__WHAT THE TASK REQUIRES__: Report, as a bare number, how many lines in the data contain "crate".

__DATA SHOWN__:
Content starts

//! Tests for packet decoding, driven through the encoders

use bytes::BytesMut;
use chrono::{DateTime, Utc};

use super::*;
use crate::encode::{encode_addendum, encode_data, encode_hello, encode_query, encode_server_packet};
use crate::packet::{STAGE_COMPLETE, server_code};
use crate::wire::put_uvarint;
use crate::{
    Block, CLIENT_REVISION, ClientHello, ClientInfo, ClientPacket, ColumnType, ProfileEvent,
    ProfileEventKind, Progress, ProtocolError, Query, ServerException, ServerHello, ServerLog,
    ServerPacket, Setting, Value, revision,
};

fn server_bytes(packet: &ServerPacket, revision: u64) -> BytesMut {
    let mut buf = BytesMut::new();
    encode_server_packet(&mut buf, packet, revision);
    buf
}

fn sample_query() -> Query {
    Query {
        id: "q-1".into(),
        info: ClientInfo {
            initial_user: "default".into(),
            os_user: "loader".into(),
            client_hostname: "host-1".into(),
            client_name: "chwire".into(),
            version_minor: 1,
            ..Default::default()
        },
        settings: vec![Setting::new("max_threads", "4")],
        stage: STAGE_COMPLETE,
        compression: false,
        body: "INSERT INTO t VALUES".into(),
    }
}

// =============================================================================
// Server packets
// =============================================================================

#[test]
fn test_hello_fields_follow_negotiated_revision() {
    let hello = ServerHello {
        name: "ClickHouse".into(),
        version_major: 23,
        version_minor: 8,
        revision: 54465,
        timezone: Some("UTC".into()),
        display_name: Some("node-1".into()),
        version_patch: 3,
    };
    let buf = server_bytes(&ServerPacket::Hello(hello.clone()), CLIENT_REVISION);
    let mut cursor = &buf[..];
    match decode_server_packet(&mut cursor, CLIENT_REVISION).unwrap() {
        ServerPacket::Hello(decoded) => assert_eq!(decoded, hello),
        other => panic!("unexpected packet: {other:?}"),
    }
    assert!(cursor.is_empty());
}

#[test]
fn test_old_server_hello_has_no_patch() {
    let hello = ServerHello {
        name: "ClickHouse".into(),
        version_major: 19,
        version_minor: 1,
        revision: 54213,
        timezone: Some("UTC".into()),
        display_name: None,
        version_patch: 0,
    };
    let buf = server_bytes(&ServerPacket::Hello(hello), 54213);
    match decode_server_packet(&mut &buf[..], CLIENT_REVISION).unwrap() {
        ServerPacket::Hello(decoded) => {
            assert_eq!(decoded.timezone.as_deref(), Some("UTC"));
            assert_eq!(decoded.display_name, None);
            assert_eq!(decoded.version_patch, 54213);
        }
        other => panic!("unexpected packet: {other:?}"),
    }
}

#[test]
fn test_nested_exception() {
    let mut outer = ServerException::new(60, "DB::Exception", "Table default.t does not exist");
    outer.nested = Some(Box::new(ServerException::new(1, "DB::Inner", "cause")));
    let buf = server_bytes(&ServerPacket::Exception(outer.clone()), CLIENT_REVISION);

    match decode_server_packet(&mut &buf[..], CLIENT_REVISION).unwrap() {
        ServerPacket::Exception(e) => {
            assert_eq!(e, outer);
            assert_eq!(e.to_string(), "code: 60, message: Table default.t does not exist");
            assert_eq!(e.nested.unwrap().code, 1);
        }
        other => panic!("unexpected packet: {other:?}"),
    }
}

#[test]
fn test_progress_write_info_gated_by_revision() {
    let progress = Progress {
        rows: 10,
        bytes: 100,
        total_rows: 0,
        total_bytes: 0,
        wrote_rows: 10,
        wrote_bytes: 80,
        elapsed_ns: 5_000,
    };
    let buf = server_bytes(&ServerPacket::Progress(progress), CLIENT_REVISION);
    match decode_server_packet(&mut &buf[..], CLIENT_REVISION).unwrap() {
        ServerPacket::Progress(p) => assert_eq!(p, progress),
        other => panic!("unexpected packet: {other:?}"),
    }

    let old = revision::CLIENT_WRITE_INFO - 1;
    let buf = server_bytes(&ServerPacket::Progress(progress), old);
    match decode_server_packet(&mut &buf[..], old).unwrap() {
        ServerPacket::Progress(p) => {
            assert_eq!(p.rows, 10);
            assert_eq!(p.wrote_rows, 0);
            assert_eq!(p.elapsed_ns, 0);
        }
        other => panic!("unexpected packet: {other:?}"),
    }
}

#[test]
fn test_data_packet_carries_table_and_block() {
    let mut block = Block::new();
    block.add_column("id", ColumnType::UInt64);
    block.append_row(vec![Value::UInt64(9)]).unwrap();
    let packet = ServerPacket::Data {
        table: String::new(),
        block,
    };
    let buf = server_bytes(&packet, CLIENT_REVISION);
    match decode_server_packet(&mut &buf[..], CLIENT_REVISION).unwrap() {
        ServerPacket::Data { table, block } => {
            assert_eq!(table, "");
            assert_eq!(block.row(0), Some(vec![Value::UInt64(9)]));
        }
        other => panic!("unexpected packet: {other:?}"),
    }
}

#[test]
fn test_log_rows() {
    let log = ServerLog {
        time: DateTime::<Utc>::from_timestamp(1_700_000_000, 0).unwrap(),
        time_micro: 42,
        host: "node-1".into(),
        query_id: "q-1".into(),
        thread_id: 7,
        priority: 6,
        source: "executeQuery".into(),
        text: "Inserted 3 rows".into(),
    };
    let buf = server_bytes(&ServerPacket::Log(vec![log.clone()]), CLIENT_REVISION);
    match decode_server_packet(&mut &buf[..], CLIENT_REVISION).unwrap() {
        ServerPacket::Log(logs) => assert_eq!(logs, vec![log]),
        other => panic!("unexpected packet: {other:?}"),
    }
}

#[test]
fn test_profile_events_rows() {
    let event = ProfileEvent {
        host: "node-1".into(),
        current_time: DateTime::<Utc>::from_timestamp(1_700_000_000, 0).unwrap(),
        thread_id: 0,
        kind: ProfileEventKind::Gauge,
        name: "MemoryTracking".into(),
        value: 1 << 20,
    };
    let buf = server_bytes(&ServerPacket::ProfileEvents(vec![event.clone()]), CLIENT_REVISION);
    match decode_server_packet(&mut &buf[..], CLIENT_REVISION).unwrap() {
        ServerPacket::ProfileEvents(events) => assert_eq!(events, vec![event]),
        other => panic!("unexpected packet: {other:?}"),
    }
}

#[test]
fn test_unknown_packet_code() {
    let mut buf = BytesMut::new();
    put_uvarint(&mut buf, 99);
    let err = decode_server_packet(&mut &buf[..], CLIENT_REVISION).unwrap_err();
    assert_eq!(err, ProtocolError::UnknownPacket(99));
}

#[test]
fn test_partial_packet_is_incomplete_at_every_cut() {
    let packets = [
        ServerPacket::Progress(Progress {
            rows: 1 << 40,
            ..Default::default()
        }),
        ServerPacket::Exception(ServerException::new(1, "a", "b")),
        ServerPacket::TableColumns {
            table: "t".into(),
            description: "columns format version: 1".into(),
        },
    ];
    for packet in &packets {
        let buf = server_bytes(packet, CLIENT_REVISION);
        for cut in 0..buf.len() {
            let err = decode_server_packet(&mut &buf[..cut], CLIENT_REVISION).unwrap_err();
            assert!(err.is_incomplete(), "{} cut at {cut}: {err:?}", packet.name());
        }
    }
}

#[test]
fn test_end_of_stream_and_pong_are_code_only() {
    assert_eq!(&server_bytes(&ServerPacket::EndOfStream, CLIENT_REVISION)[..], &[
        server_code::END_OF_STREAM as u8
    ]);
    assert_eq!(&server_bytes(&ServerPacket::Pong, CLIENT_REVISION)[..], &[
        server_code::PONG as u8
    ]);
}

// =============================================================================
// Client packets
// =============================================================================

#[test]
fn test_client_hello_and_addendum() {
    let hello = ClientHello {
        client_name: "chwire".into(),
        version_major: 0,
        version_minor: 1,
        revision: CLIENT_REVISION,
        database: "default".into(),
        user: "default".into(),
        password: "secret".into(),
    };
    let mut buf = BytesMut::new();
    encode_hello(&mut buf, &hello);
    encode_addendum(&mut buf, "", CLIENT_REVISION);

    let mut cursor = &buf[..];
    match decode_client_packet(&mut cursor, CLIENT_REVISION).unwrap() {
        ClientPacket::Hello(decoded) => assert_eq!(decoded, hello),
        other => panic!("unexpected packet: {other:?}"),
    }
    assert_eq!(decode_addendum(&mut cursor, CLIENT_REVISION).unwrap(), "");
    assert!(cursor.is_empty());
}

#[test]
fn test_addendum_absent_on_old_revision() {
    let mut buf = BytesMut::new();
    encode_addendum(&mut buf, "key", revision::ADDENDUM - 1);
    assert!(buf.is_empty());
}

#[test]
fn test_query_at_current_and_old_revisions() {
    let query = sample_query();
    for rev in [CLIENT_REVISION, revision::SETTINGS_SERIALIZED_AS_STRINGS] {
        let mut buf = BytesMut::new();
        encode_query(&mut buf, &query, rev).unwrap();
        let mut cursor = &buf[..];
        match decode_client_packet(&mut cursor, rev).unwrap() {
            ClientPacket::Query(decoded) => assert_eq!(*decoded, query),
            other => panic!("unexpected packet: {other:?}"),
        }
        assert!(cursor.is_empty(), "revision {rev}");
    }
}

#[test]
fn test_query_settings_unsupported_on_old_revision() {
    let mut buf = BytesMut::new();
    let err = encode_query(&mut buf, &sample_query(), 54213).unwrap_err();
    assert!(matches!(err, ProtocolError::Unsupported(_)));
    assert!(buf.is_empty());
}

#[test]
fn test_client_data_packet() {
    let mut block = Block::new();
    block.add_column("s", ColumnType::String);
    block.append_row(vec![Value::from("x")]).unwrap();
    let mut buf = BytesMut::new();
    encode_data(&mut buf, "", &block, CLIENT_REVISION);
    encode_data(&mut buf, "", &Block::new(), CLIENT_REVISION);

    let mut cursor = &buf[..];
    let first = decode_client_packet(&mut cursor, CLIENT_REVISION).unwrap();
    let second = decode_client_packet(&mut cursor, CLIENT_REVISION).unwrap();
    match (first, second) {
        (ClientPacket::Data { block: a, .. }, ClientPacket::Data { block: b, .. }) => {
            assert_eq!(a.rows(), 1);
            assert_eq!(b.rows(), 0);
            assert_eq!(b.columns(), 0);
        }
        other => panic!("unexpected packets: {other:?}"),
    }
}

Content ends

__SOLVED EXERCISE__: 4